Patty was unprepared for the devastation she was exposed to and experienced an inability to perform her duties due to her distress. Of note were her sleep problems that likely resulted in more serious cognitive and emotional symptoms. Once Patty was relieved of her disaster assignment, received structured support and implemented self-care activities, she was able to recover fairly quickly. While many STS responses may not appear so rapidly or intensely, disaster circumstances may create the opportunity for this to occur. Figley (1999) makes a differentiation between STS and VT indicating that STS can occur even after exposure to only one incident.

Human caused trauma can make it difficult for those exposed to make meaning of the event (Pearlman, 1990). Our last group of social workers who were overidentifying with the community members they were assigned to assist, failed to recognize their own distress. In this case, it appeared that the staffs also required education regarding traumatic incident responses and the types of non-traditional interventions necessary to assist in the recovery effort. This information increased their skills as well as their confidence and effectiveness.

The need for research in disaster mental health response work has been emphasized over the past decade although there is still recognition that the disaster environment creates difficulties in conducting such work (Norris et al., 2006; North & Pfefferbaum, 2002).
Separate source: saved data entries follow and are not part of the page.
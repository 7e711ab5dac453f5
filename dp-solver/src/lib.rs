//! Knapsack and Subset-Sum Solver Library
//!
//! Textbook dynamic programming over small integer inputs: the 0/1 knapsack
//! problem solved three ways and a subset-sum existence check.
//!
//! # Overview
//!
//! This library provides:
//! - [`knapsack_recursive`]: plain recursion over the last item
//! - [`knapsack_memoized`]: the same recurrence memoized in a caller-owned [`MemoTable`]
//! - [`knapsack_tabulated`]: bottom-up fill of a [`DpTable`], which can also
//!   report which items an optimal packing uses
//! - [`subset_sum_exists`]: recursive subset-sum search
//! - A strategy trait and an ordered registry to run every knapsack strategy
//!   on one [`KnapsackProblem`] and check that they agree
//!
//! Contract violations (mismatched inputs, an item count past the end, a memo
//! table that is too small) are reported as [`DpError`] before any work starts.
//!
//! # Quick Example
//!
//! ```
//! use dp_solver::{ItemSet, MemoTable, knapsack_memoized, knapsack_recursive, knapsack_tabulated};
//!
//! let items = ItemSet::new(&[2, 4, 6, 7], &[12, 55, 8, 9]).unwrap();
//! let (capacity, count) = (7, items.len());
//!
//! let mut memo = MemoTable::for_problem(count, capacity);
//! assert_eq!(knapsack_recursive(&items, capacity, count).unwrap(), 67);
//! assert_eq!(knapsack_memoized(&items, capacity, count, &mut memo).unwrap(), 67);
//! assert_eq!(knapsack_tabulated(&items, capacity, count).unwrap(), 67);
//! ```
//!
//! # Running every strategy
//!
//! ```
//! use dp_solver::{ItemSet, KnapsackProblem, SolverRegistry};
//!
//! let items = ItemSet::new(&[2, 4, 6, 7], &[12, 55, 8, 9]).unwrap();
//! let problem = KnapsackProblem::with_all_items(items, 7);
//!
//! let registry = SolverRegistry::with_default_strategies();
//! let outcomes = registry.solve_all(&problem);
//! assert_eq!(SolverRegistry::agreed_answer(&outcomes).unwrap(), 67);
//! ```

pub mod cache;
mod error;
mod items;
mod knapsack;
mod registry;
mod solver;
mod subset_sum;

// Re-export public API
pub use error::{DpError, RegistrationError};
pub use items::{ItemSet, KnapsackProblem};
pub use knapsack::{
    DpTable, KnapsackRecurrence, MemoTable, knapsack_memoized, knapsack_recursive,
    knapsack_tabulated,
};
pub use registry::{RegistryBuilder, SolveFn, SolverRegistry, StrategyOutcome};
pub use solver::{KnapsackSolver, KnapsackSolverExt, Memoized, Recursive, SolveResult, Tabulated};
pub use subset_sum::subset_sum_exists;
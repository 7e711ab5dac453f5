//! Trait-based DP problem definition.

/// A dynamic programming recurrence.
///
/// Implementors describe, for every state, which other states it depends on
/// and how to combine their resolved values. [`DpCache`](super::DpCache)
/// drives the recursion and guarantees each state is computed at most once.
///
/// # Type Parameters
///
/// - `I`: State (index) type
/// - `K`: Value type stored in the cache
///
/// # Example
///
/// ```rust
/// use dp_solver::cache::{DpCache, DpProblem, Vec2DBackend};
///
/// /// Number of monotone lattice paths from (0, 0) to a cell.
/// struct GridPaths;
///
/// impl DpProblem<(usize, usize), u64> for GridPaths {
///     fn deps(&self, &(r, c): &(usize, usize)) -> Vec<(usize, usize)> {
///         match (r, c) {
///             (0, _) | (_, 0) => vec![],
///             _ => vec![(r - 1, c), (r, c - 1)],
///         }
///     }
///
///     fn compute(&self, _cell: &(usize, usize), deps: Vec<u64>) -> u64 {
///         if deps.is_empty() { 1 } else { deps.iter().sum() }
///     }
/// }
///
/// let cache = DpCache::with_problem(Vec2DBackend::new(5, 5), GridPaths);
/// assert_eq!(cache.get(&(4, 4)).unwrap(), 70);
/// ```
pub trait DpProblem<I, K> {
    /// Returns the states this state depends on.
    ///
    /// For base cases, return an empty vector.
    fn deps(&self, index: &I) -> Vec<I>;

    /// Computes the value for `index` from its resolved dependencies.
    ///
    /// `deps` holds one value per state returned by [`deps`](Self::deps), in
    /// the same order.
    fn compute(&self, index: &I, deps: Vec<K>) -> K;
}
Disaster circumstances do not allow for random controlled trials and interviewing subjects carries the risk of retraumatization (Collogan, Tuma, Dolan-Sewell, Borja & Fleischman, 2004; Norris, 2006; North & Pfefferbaum, 2002; Padgett, 2002). However, these research difficulties may not be applicable to the population of social workers responding to disasters and traumatic incidents. National, state and local disaster preparedness activities need to include policy, guidelines and funding for supporting evaluation and research in all aspects of disaster mental health response including how to mitigate the development of secondary traumatic stress in our social work response staff (Norris et al., 2006).